* Assigned task *
From the records below, determine the number of lines containing "shared". Output that number alone.

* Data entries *
■ ■ ■ ■ ■
//! Resume snapshots.
//!
//! A snapshot lists the boxes the interpreter needs to rebuild its frames
//! when a guard fails. Frames form a chain through `prev`; chains are
//! shared between guards, so renaming only copies the frames that change.

use std::sync::Arc;

use smallvec::SmallVec;

use super::value::Value;

/// One frame of resume state.
#[derive(Debug, Clone, PartialEq)]
pub struct Snapshot {
    prev: Option<Arc<Snapshot>>,
    boxes: SmallVec<[Value; 8]>,
}

impl Snapshot {
    pub fn new(prev: Option<Arc<Snapshot>>, boxes: impl IntoIterator<Item = Value>) -> Arc<Self> {
        Arc::new(Self {
            prev,
            boxes: boxes.into_iter().collect(),
        })
    }

    /// Single-frame snapshot.
    pub fn root(boxes: impl IntoIterator<Item = Value>) -> Arc<Self> {
        Self::new(None, boxes)
    }

    #[inline]
    pub fn prev(&self) -> Option<&Arc<Snapshot>> {
        self.prev.as_ref()
    }

    /// Boxes of this frame only.
    #[inline]
    pub fn boxes(&self) -> &[Value] {
        &self.boxes
    }

    /// Number of frames in the chain.
    pub fn depth(&self) -> usize {
        1 + self.prev.as_ref().map_or(0, |p| p.depth())
    }

    /// All boxes of the chain, innermost frame first.
    pub fn values(&self) -> SnapshotValues<'_> {
        SnapshotValues {
            frame: Some(self),
            idx: 0,
        }
    }

    pub fn contains(&self, value: Value) -> bool {
        self.values().any(|v| v == value)
    }

    /// Rewrite every box through `map`. Frames whose boxes are unchanged
    /// are shared with `this`.
    pub fn rename(this: &Arc<Snapshot>, map: &mut dyn FnMut(Value) -> Value) -> Arc<Snapshot> {
        let prev = this.prev.as_ref().map(|p| Snapshot::rename(p, map));
        let mut changed = match (&prev, &this.prev) {
            (Some(new), Some(old)) => !Arc::ptr_eq(new, old),
            _ => false,
        };
        let mut boxes = SmallVec::with_capacity(this.boxes.len());
        for &b in &this.boxes {
            let renamed = map(b);
            changed |= renamed != b;
            boxes.push(renamed);
        }
        if changed {
            Arc::new(Snapshot { prev, boxes })
        } else {
            Arc::clone(this)
        }
    }
}

/// Iterator over every box of a snapshot chain.
pub struct SnapshotValues<'a> {
    frame: Option<&'a Snapshot>,
    idx: usize,
}

impl<'a> Iterator for SnapshotValues<'a> {
    type Item = Value;

    fn next(&mut self) -> Option<Value> {
        loop {
            let frame = self.frame?;
            if let Some(&v) = frame.boxes.get(self.idx) {
                self.idx += 1;
                return Some(v);
            }
            self.frame = frame.prev.as_deref();
            self.idx = 0;
        }
    }
}

#[cfg(test)]
mod tests {
    use super::*;
    use crate::ir::value::{ValueType, Var};

    fn int(id: u32) -> Value {
        Value::Var(Var::new(id, ValueType::Int))
    }

    #[test]
    fn test_values_walks_all_frames() {
        let outer = Snapshot::root([int(0), int(1)]);
        let inner = Snapshot::new(Some(outer), [int(2)]);
        let all: Vec<_> = inner.values().collect();
        assert_eq!(all, vec![int(2), int(0), int(1)]);
        assert_eq!(inner.depth(), 2);
        assert!(inner.contains(int(1)));
        assert!(!inner.contains(int(5)));
    }

    #[test]
    fn test_rename_shares_unchanged_frames() {
        let outer = Snapshot::root([int(0), int(1)]);
        let inner = Snapshot::new(Some(Arc::clone(&outer)), [int(2)]);
        let renamed = Snapshot::rename(&inner, &mut |v| if v == int(2) { int(9) } else { v });
        assert_eq!(renamed.boxes(), &[int(9)]);
        assert!(Arc::ptr_eq(renamed.prev().unwrap(), &outer));
    }

    #[test]
    fn test_rename_identity_returns_same_chain() {
        let snap = Snapshot::root([int(0)]);
        let renamed = Snapshot::rename(&snap, &mut |v| v);
        assert!(Arc::ptr_eq(&snap, &renamed));
    }

    #[test]
    fn test_rename_outer_frame_copies_inner() {
        let outer = Snapshot::root([int(0)]);
        let inner = Snapshot::new(Some(outer), [int(2)]);
        let renamed = Snapshot::rename(&inner, &mut |v| if v == int(0) { Value::int(7) } else { v });
        let all: Vec<_> = renamed.values().collect();
        assert_eq!(all, vec![int(2), Value::int(7)]);
    }
}
//! A single trace operation.

use std::fmt;
use std::sync::Arc;

use smallvec::SmallVec;

use super::descr::{ArrayDescr, CallDescr, Descr, GuardDescr, ResumeKind};
use super::opcode::Opcode;
use super::snapshot::Snapshot;
use super::value::{Value, Var};

/// One instruction of a linear trace.
///
/// Guards carry a [`Snapshot`]; its boxes are the guard's fail arguments.
#[derive(Debug, Clone, PartialEq)]
pub struct Operation {
    pub opcode: Opcode,
    pub args: SmallVec<[Value; 4]>,
    /// Box defined by this operation.
    pub result: Option<Var>,
    pub descr: Option<Descr>,
    pub snapshot: Option<Arc<Snapshot>>,
}

impl Operation {
    pub fn new(opcode: Opcode, args: impl IntoIterator<Item = Value>, result: Option<Var>) -> Self {
        Self {
            opcode,
            args: args.into_iter().collect(),
            result,
            descr: None,
            snapshot: None,
        }
    }

    pub fn with_descr(mut self, descr: impl Into<Descr>) -> Self {
        self.descr = Some(descr.into());
        self
    }

    pub fn with_snapshot(mut self, snapshot: Arc<Snapshot>) -> Self {
        self.snapshot = Some(snapshot);
        self
    }

    /// Argument `i`. Panics when the operation has fewer arguments.
    #[inline]
    pub fn arg(&self, i: usize) -> Value {
        self.args[i]
    }

    #[inline]
    pub fn num_args(&self) -> usize {
        self.args.len()
    }

    #[inline]
    pub fn set_arg(&mut self, i: usize, value: Value) {
        self.args[i] = value;
    }

    #[inline]
    pub fn is_guard(&self) -> bool {
        self.opcode.is_guard()
    }

    pub fn array_descr(&self) -> Option<&Arc<ArrayDescr>> {
        self.descr.as_ref().and_then(Descr::as_array)
    }

    pub fn call_descr(&self) -> Option<&Arc<CallDescr>> {
        self.descr.as_ref().and_then(Descr::as_call)
    }

    pub fn guard_descr(&self) -> Option<GuardDescr> {
        self.descr.as_ref().and_then(Descr::as_guard)
    }

    /// Resume behaviour of a guard; plain guards default to
    /// [`ResumeKind::Guard`].
    pub fn resume_kind(&self) -> ResumeKind {
        self.guard_descr().map_or(ResumeKind::Guard, |d| d.resume)
    }

    /// Guard that resumes at the loop header instead of its own position.
    pub fn exits_early(&self) -> bool {
        self.is_guard() && self.resume_kind() == ResumeKind::AtLoopHeader
    }

    /// Same result box, descriptor and snapshot under a new opcode and
    /// arguments.
    pub fn copy_and_change(&self, opcode: Opcode, args: impl IntoIterator<Item = Value>) -> Self {
        Self {
            opcode,
            args: args.into_iter().collect(),
            result: self.result,
            descr: self.descr.clone(),
            snapshot: self.snapshot.clone(),
        }
    }

    /// Fail arguments of a guard.
    pub fn fail_args(&self) -> impl Iterator<Item = Value> + '_ {
        self.snapshot.iter().flat_map(|s| s.values())
    }

    /// Every value this operation reads, snapshot included.
    pub fn uses(&self) -> impl Iterator<Item = Value> + '_ {
        self.args.iter().copied().chain(self.fail_args())
    }
}

impl fmt::Display for Operation {
    fn fmt(&self, f: &mut fmt::Formatter<'_>) -> fmt::Result {
        if let Some(res) = self.result {
            write!(f, "{} = ", res)?;
        }
        write!(f, "{}(", self.opcode)?;
        for (i, arg) in self.args.iter().enumerate() {
            if i > 0 {
                f.write_str(", ")?;
            }
            write!(f, "{}", arg)?;
        }
        match &self.descr {
            Some(Descr::Array(d)) => write!(f, ", descr=array{}[{}]", d.id, d.item_size)?,
            Some(Descr::Guard(d)) if d.resume != ResumeKind::Guard => {
                write!(f, ", descr={:?}", d.resume)?
            }
            _ => {}
        }
        f.write_str(")")?;
        if let Some(snap) = &self.snapshot {
            f.write_str(" [")?;
            for (i, v) in snap.values().enumerate() {
                if i > 0 {
                    f.write_str(", ")?;
                }
                write!(f, "{}", v)?;
            }
            f.write_str("]")?;
        }
        Ok(())
    }
}
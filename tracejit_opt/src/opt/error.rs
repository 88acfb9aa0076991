//! Optimizer errors.

use thiserror::Error;

/// Why the vectorizer gave up on a loop. The trace is left unchanged.
#[derive(Debug, Clone, PartialEq, Eq, Error)]
pub enum NotVectorizable {
    #[error("trace is not a loop")]
    NotALoop,
    #[error("vectorization is disabled")]
    Disabled,
    #[error("target has no vector registers")]
    NoSimdSupport,
    #[error("loop has no sized array access")]
    NoArrayAccess,
    #[error("unroll count {0} exceeds the configured maximum")]
    UnrollTooLarge(usize),
    #[error("no packs could be formed")]
    NoPacks,
    #[error("packs form a dependency cycle")]
    CyclicPacks,
    #[error("a guard resuming at the loop header depends on an impure operation")]
    ImpureGuard,
}

/// Error raised while optimizing a trace.
#[derive(Debug, Clone, PartialEq, Eq, Error)]
pub enum OptError {
    /// The trace contradicts itself (a guard provably always fails).
    /// The caller should discard the trace.
    #[error("invalid loop: {0}")]
    InvalidLoop(String),

    /// Vectorization was rejected; recoverable.
    #[error("not vectorizable: {0}")]
    NotVectorizable(#[from] NotVectorizable),
}

impl OptError {
    pub fn invalid_loop(msg: impl Into<String>) -> Self {
        OptError::InvalidLoop(msg.into())
    }

    pub fn is_invalid_loop(&self) -> bool {
        matches!(self, OptError::InvalidLoop(_))
    }
}

pub type OptResult<T> = Result<T, OptError>;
■ ■ ■ ■ ■
* Response *
2